ANALYSIS OF [H-3] ESTRADIOL-17BETA METABOLITES IN CALF PERIRENAL FAT

Residues of estradiol-17 beta (E(2) beta) in the kidney fat of one milk-fed calf were studied using radiometric methodologies. A three-month old Friesian male veal calf was injected intramuscularly daily for 3 d with 333 mg of [6,7(n)-H-3]-E(2) beta (specific activity:7.55 MBq mmol(-1)) dissolved in 2 ml of propylene glycol and slaughtered 3 h after the last administration. Total estrogens were about 280 ng g(-1) in perirenal fat. After a de-lipidation step, the relatively polar metabolites that were extractable with dichloromethane represented the main fraction of the metabolites, which accounts for almost 50% of the total radioactivity of the tissue, of which E(2) beta was the major metabolite (19.7%) and E(1) and E(2) alpha represented only 7.7 and 3.2%, respectively.
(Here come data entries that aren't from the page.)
#![cfg(test)]

use std::cmp::Ordering;

use proptest::prelude::*;

use super::*;
use crate::collections::contiguous::Vector;
use crate::util::alloc::CountedDrop;
use crate::util::panic::assert_panics;

/// Checks that no element in the heap is smaller than its parent.
fn is_heap_ordered<T: Ord>(heap: &KAryHeap<T>) -> bool {
    let data = heap.as_slice();
    (1..data.len()).all(|i| data[(i - 1) / heap.arity()] <= data[i])
}

#[test]
fn test_new_and_empty() {
    let heap: KAryHeap<i32> = KAryHeap::new();
    assert!(heap.is_empty());
    assert_eq!(heap.len(), 0);
    assert_eq!(heap.arity(), 2);
    assert_eq!(heap.peek(), None);
    assert!(heap.try_get_min().is_err());

    assert_panics!({
        let heap: KAryHeap<i32> = KAryHeap::new();
        heap.get_min();
    });
    assert_panics!({
        let mut heap: KAryHeap<i32> = KAryHeap::new();
        heap.remove_min();
    });
}

#[test]
fn test_invalid_arity() {
    assert_panics!({
        KAryHeap::<i32>::with_arity(1);
    });
    assert_panics!({
        KAryHeap::<i32>::with_arity(0);
    });
    assert_panics!({
        KAryHeap::from_vector_with_arity(Vector::from([1, 2]), 1);
    });
}

#[test]
fn test_insert_and_get_min() {
    let mut heap = KAryHeap::new();

    heap.insert(10);
    assert_eq!(*heap.get_min(), 10);
    assert_eq!(heap.as_slice(), &[10], "Inserting into an empty heap needs no sifting.");

    heap.insert(5);
    assert_eq!(*heap.get_min(), 5);

    heap.insert(15);
    assert_eq!(*heap.get_min(), 5);
    assert_eq!(heap.len(), 3);
}

#[test]
fn test_remove_min() {
    let mut heap = KAryHeap::new();
    heap.insert(10);
    heap.insert(5);
    heap.insert(15);

    assert_eq!(heap.remove_min(), 5);
    assert_eq!(*heap.get_min(), 10);
    assert_eq!(heap.remove_min(), 10);
    assert_eq!(*heap.get_min(), 15);
    assert_eq!(heap.remove_min(), 15);
    assert!(heap.is_empty(), "Removing the only element should empty the heap.");
    assert_eq!(heap.try_remove_min(), Err(crate::error::Underflow));
}

#[test]
fn test_binary_scenario() {
    let mut heap = KAryHeap::with_arity(2);
    for i in [20, 15, 30, 5, 10] {
        heap.insert(i);
        assert!(is_heap_ordered(&heap));
    }

    assert_eq!(*heap.get_min(), 5);
    heap.remove_min();
    assert_eq!(*heap.get_min(), 10);
    heap.remove_min();
    assert_eq!(*heap.get_min(), 15);
}

#[test]
fn test_ternary_scenario() {
    let mut heap = KAryHeap::with_arity(3);
    for i in [9, 1, 4, 2, 8] {
        heap.insert(i);
    }

    let mut removed = Vector::new();
    while !heap.is_empty() {
        removed.push_back(heap.remove_min());
        assert!(is_heap_ordered(&heap));
    }

    assert_eq!(&*removed, &[1, 2, 4, 8, 9]);
}

/// Compares only by key, so that equal elements can still be told apart by their tag.
#[derive(Debug, Clone, Copy)]
struct Keyed {
    key: u8,
    tag: char,
}

impl PartialEq for Keyed {
    fn eq(&self, other: &Self) -> bool {
        self.key == other.key
    }
}

impl Eq for Keyed {}

impl PartialOrd for Keyed {
    fn partial_cmp(&self, other: &Self) -> Option<Ordering> {
        Some(self.cmp(other))
    }
}

impl Ord for Keyed {
    fn cmp(&self, other: &Self) -> Ordering {
        self.key.cmp(&other.key)
    }
}

#[test]
fn test_tie_break_lowest_index() {
    let keyed = |key, tag| Keyed { key, tag };

    // The root has three children with equal keys.
    let mut heap = KAryHeap {
        data: Vector::from([
            keyed(0, 'a'),
            keyed(1, 'b'),
            keyed(1, 'c'),
            keyed(1, 'd'),
            keyed(9, 'e'),
        ]),
        arity: 3,
    };
    assert!(is_heap_ordered(&heap));

    assert_eq!(heap.remove_min().tag, 'a');
    let tags: Vector<char> = heap.iter().map(|k| k.tag).collect();
    assert_eq!(
        &*tags,
        &['b', 'e', 'c', 'd'],
        "The root should swap with the lowest indexed of several equal smallest children."
    );

    let mut heap = KAryHeap::with_arity(2);
    heap.insert(keyed(1, 'a'));
    heap.insert(keyed(1, 'b'));
    assert_eq!(
        heap.get_min().tag, 'a',
        "An element equal to its parent shouldn't be sifted up."
    );
}

#[test]
fn test_from_vector() {
    for arity in 2..=5 {
        let heap = KAryHeap::from_vector_with_arity((0..50).rev().collect(), arity);
        assert!(is_heap_ordered(&heap), "Arity {arity} heap should be ordered.");
        assert_eq!(heap.len(), 50);
        assert_eq!(*heap.get_min(), 0);
    }

    let heap: KAryHeap<_> = [3, 1, 2].into_iter().collect();
    assert_eq!(heap.arity(), 2);
    assert_eq!(&*heap.into_sorted_vector(), &[1, 2, 3]);

    let heap = KAryHeap::from(Vector::from([7]));
    assert_eq!(&*heap.into_vector(), &[7]);
}

#[test]
fn test_clone_independence() {
    let mut heap = KAryHeap::with_arity(4);
    heap.insert(10);
    heap.insert(20);
    heap.insert(5);

    let mut copy = heap.clone();
    assert_eq!(copy.len(), heap.len());
    assert_eq!(copy.get_min(), heap.get_min());
    assert_eq!(copy.arity(), 4);

    copy.insert(1);
    assert_eq!(*heap.get_min(), 5, "Inserting into a copy shouldn't affect the original.");
    assert_eq!(heap.len(), 3);

    heap.remove_min();
    assert_eq!(*copy.get_min(), 1, "Removing from the original shouldn't affect a copy.");
    assert_eq!(copy.len(), 4);

    let mut assigned = KAryHeap::new();
    assigned.insert(100);
    assigned.clone_from(&copy);
    assert_eq!(assigned.arity(), 4);
    assert_eq!(assigned.as_slice(), copy.as_slice());
}

#[test]
fn test_try_clone() {
    let mut heap = KAryHeap::with_arity(3);
    heap.extend([8, 3, 5, 1]);

    let mut copy = heap.try_clone().unwrap();
    assert_eq!(copy.arity(), 3);
    assert_eq!(copy.as_slice(), heap.as_slice());

    copy.remove_min();
    assert_eq!(*heap.get_min(), 1, "Removing from a copy shouldn't affect the original.");
    assert_eq!(heap.len(), 4);
    assert_eq!(*copy.get_min(), 3);

    let empty: KAryHeap<String> = KAryHeap::with_arity(5);
    let copy = empty.try_clone().unwrap();
    assert!(copy.is_empty());
    assert_eq!(copy.arity(), 5);
}

#[test]
fn test_failed_growth_leaves_heap_unchanged() {
    let mut heap: KAryHeap<u8> = KAryHeap::with_arity(3);
    heap.extend([4, 2, 9]);
    let before = heap.as_slice().as_ptr();
    let cap = heap.data.cap();

    let error = heap.try_reserve(isize::MAX as usize - 16).unwrap_err();
    assert!(error.is_allocation_failure());
    assert_eq!(heap.as_slice().as_ptr(), before, "A failed reservation shouldn't move the heap.");
    assert_eq!(heap.data.cap(), cap);
    assert_eq!(heap.as_slice(), &[2, 4, 9]);

    assert!(heap.try_reserve(usize::MAX).unwrap_err().is_capacity_overflow());
    assert_eq!(heap.len(), 3);

    // Inserting at full capacity goes through the same growth path.
    while heap.len() < heap.data.cap() {
        assert!(heap.try_insert(7).is_ok());
    }
    assert!(heap.try_insert(0).is_ok());
    assert!(heap.data.cap() > cap);
    assert_eq!(*heap.get_min(), 0);
    assert!(is_heap_ordered(&heap));

    heap.reserve(10);
    assert!(heap.data.cap() >= heap.len() + 10);
}

#[test]
fn test_clear_extend_and_iter() {
    let counter = CountedDrop::new(0);
    let mut heap = KAryHeap::new();
    heap.extend([4, 2, 6, 1]);
    assert_eq!(*heap.get_min(), 1);
    assert_eq!((&heap).into_iter().count(), 4);

    let mut contents: Vector<_> = heap.clone().into_iter().collect();
    contents.sort();
    assert_eq!(&*contents, &[1, 2, 4, 6]);

    heap.clear();
    assert!(heap.is_empty());
    assert!(heap.try_insert(3).is_ok());
    assert_eq!(*heap.get_min(), 3);

    // CountedDrop isn't Ord, so drops are counted through a wrapper ordered by an index.
    let mut heap = KAryHeap::new();
    for i in 0..5 {
        heap.insert(DropKey { key: i, _drops: counter.clone() });
    }
    drop(heap.remove_min());
    assert_eq!(counter.take(), 1);
    drop(heap);
    assert_eq!(counter.take(), 4, "Dropping a heap should drop every element once.");
}

#[derive(Debug)]
struct DropKey {
    key: usize,
    _drops: CountedDrop,
}

impl PartialEq for DropKey {
    fn eq(&self, other: &Self) -> bool {
        self.key == other.key
    }
}

impl Eq for DropKey {}

impl PartialOrd for DropKey {
    fn partial_cmp(&self, other: &Self) -> Option<Ordering> {
        Some(self.cmp(other))
    }
}

impl Ord for DropKey {
    fn cmp(&self, other: &Self) -> Ordering {
        self.key.cmp(&other.key)
    }
}

#[test]
fn test_fmt() {
    let mut heap = KAryHeap::new();
    heap.insert(2);
    heap.insert(1);

    assert_eq!(format!("{heap}"), "[1, 2]");
    assert_eq!(format!("{heap:?}"), "KAryHeap { contents: [1, 2], arity: 2 }");
}

#[derive(Debug, Clone)]
enum Op {
    Insert(i16),
    RemoveMin,
}

fn op() -> impl Strategy<Value = Op> {
    prop_oneof![
        3 => any::<i16>().prop_map(Op::Insert),
        1 => Just(Op::RemoveMin),
    ]
}

proptest! {
    #[test]
    fn heap_order_holds_after_every_operation(
        arity in 2..=6usize,
        ops in prop::collection::vec(op(), 0..200)
    ) {
        let mut heap = KAryHeap::with_arity(arity);
        let mut reference = Vector::new();

        for op in ops {
            match op {
                Op::Insert(value) => {
                    heap.insert(value);
                    reference.push_back(value);
                },
                Op::RemoveMin => {
                    let expected = reference.iter().copied().min();
                    let removed = heap.try_remove_min().ok();
                    prop_assert_eq!(removed, expected);

                    if let Some(value) = removed {
                        let index = reference.iter().position(|v| *v == value);
                        prop_assert!(index.is_some());
                        if let Some(index) = index {
                            let last = reference.pop_back();
                            if index < reference.len() {
                                reference.replace(index, last);
                            }
                        }
                    }
                },
            }

            prop_assert!(is_heap_ordered(&heap));
            prop_assert_eq!(heap.len(), reference.len());
            prop_assert_eq!(heap.peek().copied(), reference.iter().copied().min());
        }
    }

    #[test]
    fn sorted_extraction_is_non_decreasing(
        arity in 2..=8usize,
        values in prop::collection::vec(any::<i32>(), 0..300)
    ) {
        let mut heap = KAryHeap::with_arity(arity);
        for value in values.iter().copied() {
            heap.insert(value);
        }

        let mut expected = values.clone();
        expected.sort();

        let sorted = heap.into_sorted_vector();
        prop_assert_eq!(&*sorted, expected.as_slice());
    }
}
Conjugated estrogens accounted for only 15.2% of the total estrogen content. Nos-polar estrogens (about 25% of total estrogens) were removed specifically with isooctane during the de-lipidation step and were further purified on silica and alumina columns before being chromatographed by normal-phase HPLC. The radioactive metabolites were eluted as estrogen-17 esters. The HPLC analysis of the estrogens released following hydrolysis of the esters indicated that E(2) beta was the main estrogen acylated by long-chain fatty acids in the fraction of lipoidal estrogens. The presence of such a class of estrogens in fat could be of interest for the detection of estrogens a considerable time after estradiol administration.